Background information
- Origin: Japan
- Genres: Hip-hop; electro-hop;
- Years active: 2013–present
- Labels: Tricker; Creepers; Onenation; Sony Music Associated; Arista;
- Members: DJ Matsunaga; R-Shitei;
- Website: Official website

= Creepy Nuts =

Japanese hip-hop duo

Creepy Nuts are a Japanese hip-hop duo consisting of DJ Matsunaga and R-Shitei, currently signed to Onenation and Sony Music Associated Records. The duo rose to international prominence in 2024 with their biggest hit single to date "Bling-Bang-Bang-Born", an opening theme for the second season of the anime series Mashle: Magic and Muscles, as their most successful song to date. In Japan, the song was the best-performing song in 2024, topping the Oricon Combined Singles Chart and Billboard Japan Hot 100. It also peaked at number eight on the Billboard Global 200. The duo gained even more worldwide recognition with the release of their second biggest hit single "Otonoke", which was included as the opening theme for the hit anime series Dandadan.

== History ==
=== 2013–2017: Formation and independent works ===
The duo's name Creepy Nuts has no deep meaning because they never thought that they would become famous. Their first commercial song together, "Shirafu de Suikyō," was included on the compilation album Popgroup Presents Kaikoo Planet III, which was released on August 8, 2013. In July 2014, the duo participated in Fuji Rock Festival for the first time. In March 2015, Creepy Nuts signed a management contract with Steel Street, and released their debut single "Setsuna" on August 26. The duo released their first two extended plays through Tricker: Tarinai Futari on January 20, 2016, and Joen Dan'yū-shō on February 1, 2017. Both releases were accompanied by concert tours in Japan: Tarinai Jungyō 2016 Haru Basho (2016) and Itsuka no Extra, Live on Stage (2017).
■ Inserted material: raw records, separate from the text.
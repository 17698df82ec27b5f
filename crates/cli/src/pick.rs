//! Search mode: rank, hand the list to the picker, open the choice.

use anyhow::Result;
use launcher::{parse_selection, Candidate, LauncherError, Opener, Selector};
use linker_core::clock::Clock;
use linker_core::config::Weights;
use linker_core::indexer::Indexer;
use linker_core::models::ScoredLink;
use linker_core::search;
use std::io::Write;
use storage::LinkStore;
use tracing::warn;

#[derive(Debug, Clone, Copy, PartialEq, Eq, Default)]
pub enum OutputMode {
    #[default]
    Interactive,
    Lines,
    Json,
}

#[derive(Debug, Clone, PartialEq, Eq)]
pub enum Outcome {
    NoMatches,
    Printed(usize),
    Aborted,
    Opened(String),
    OpenFailed(String),
}

pub struct Collaborators<'a> {
    pub store: &'a dyn LinkStore,
    pub clock: &'a dyn Clock,
    pub selector: &'a dyn Selector,
    pub opener: &'a dyn Opener,
}

pub async fn run_search(
    deps: &Collaborators<'_>,
    terms: &[String],
    weights: &Weights,
    mode: OutputMode,
    out: &mut dyn Write,
) -> Result<Outcome> {
    let snapshot = deps.store.load();
    let ranked = search::rank(snapshot.links(), terms, weights, deps.clock);
    if ranked.is_empty() {
        writeln!(out, "no matches")?;
        return Ok(Outcome::NoMatches);
    }

    let lines: Vec<String> = ranked.iter().map(candidate_line).collect();
    match mode {
        OutputMode::Json => {
            serde_json::to_writer_pretty(&mut *out, &ranked)?;
            writeln!(out)?;
            return Ok(Outcome::Printed(ranked.len()));
        }
        OutputMode::Lines => return print_lines(&lines, out),
        OutputMode::Interactive => {}
    }

    let picked = match deps.selector.select(lines.clone()).await {
        Ok(picked) => picked,
        Err(e @ LauncherError::TimedOut { .. }) => {
            warn!("{}", e);
            None
        }
        Err(e) => {
            warn!("picker failed, listing matches instead: {}", e);
            return print_lines(&lines, out);
        }
    };
    let Some(line) = picked else {
        return Ok(Outcome::Aborted);
    };
    let Some(selection) = parse_selection(&line) else {
        warn!("could not read picked line {:?}", line);
        return Ok(Outcome::Aborted);
    };

    // The rendered line flattens control characters, so prefer the stored URL.
    let url = selection
        .id
        .as_deref()
        .and_then(|id| ranked.iter().find(|s| s.link.id == id))
        .map(|s| s.link.url.clone())
        .unwrap_or_else(|| selection.url.clone());

    if let Err(e) = deps.opener.open(&url) {
        warn!("could not open {}: {}", url, e);
        return Ok(Outcome::OpenFailed(url));
    }

    let indexer = Indexer::new(deps.store, deps.clock);
    if let Err(e) = indexer.record_open(selection.id.as_deref(), &url) {
        warn!("opened {} but could not record it: {:#}", url, e);
    }
    Ok(Outcome::Opened(url))
}

pub fn candidate_line(scored: &ScoredLink<'_>) -> String {
    Candidate {
        score: scored.score,
        url: &scored.link.url,
        tags: &scored.link.tags,
        id: &scored.link.id,
    }
    .to_line()
}

fn print_lines(lines: &[String], out: &mut dyn Write) -> Result<Outcome> {
    for line in lines {
        writeln!(out, "{line}")?;
    }
    Ok(Outcome::Printed(lines.len()))
}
=== 2017–2023: Major-label debut ===
On April 9, 2017, Creepy Nuts announced their major-label debut under Sony Music Entertainment Japan. Afterwards, the duo established their own label Creepers and released their major-label debut single Kōkō Debut, Daigaku Debut, Zenbu Shippaishita Kedo Major Debut, consisting of double A-side "Major Debut Shinan" and "Daga Sore de Ii". It was initially scheduled to be released on August 2, but was postponed to November 8, due to various circumstances. On April 11, 2018, Creepy Nuts released their debut studio album Creep Show, which was accompanied by the concert tour Creep Show 2018 from June to November. In the same year, they began hosting the radio show All Night Nippon, a role they held until 2023. They also released a compilation album, Indies Complete, on July 25, featuring songs recorded during their time as an independent artist.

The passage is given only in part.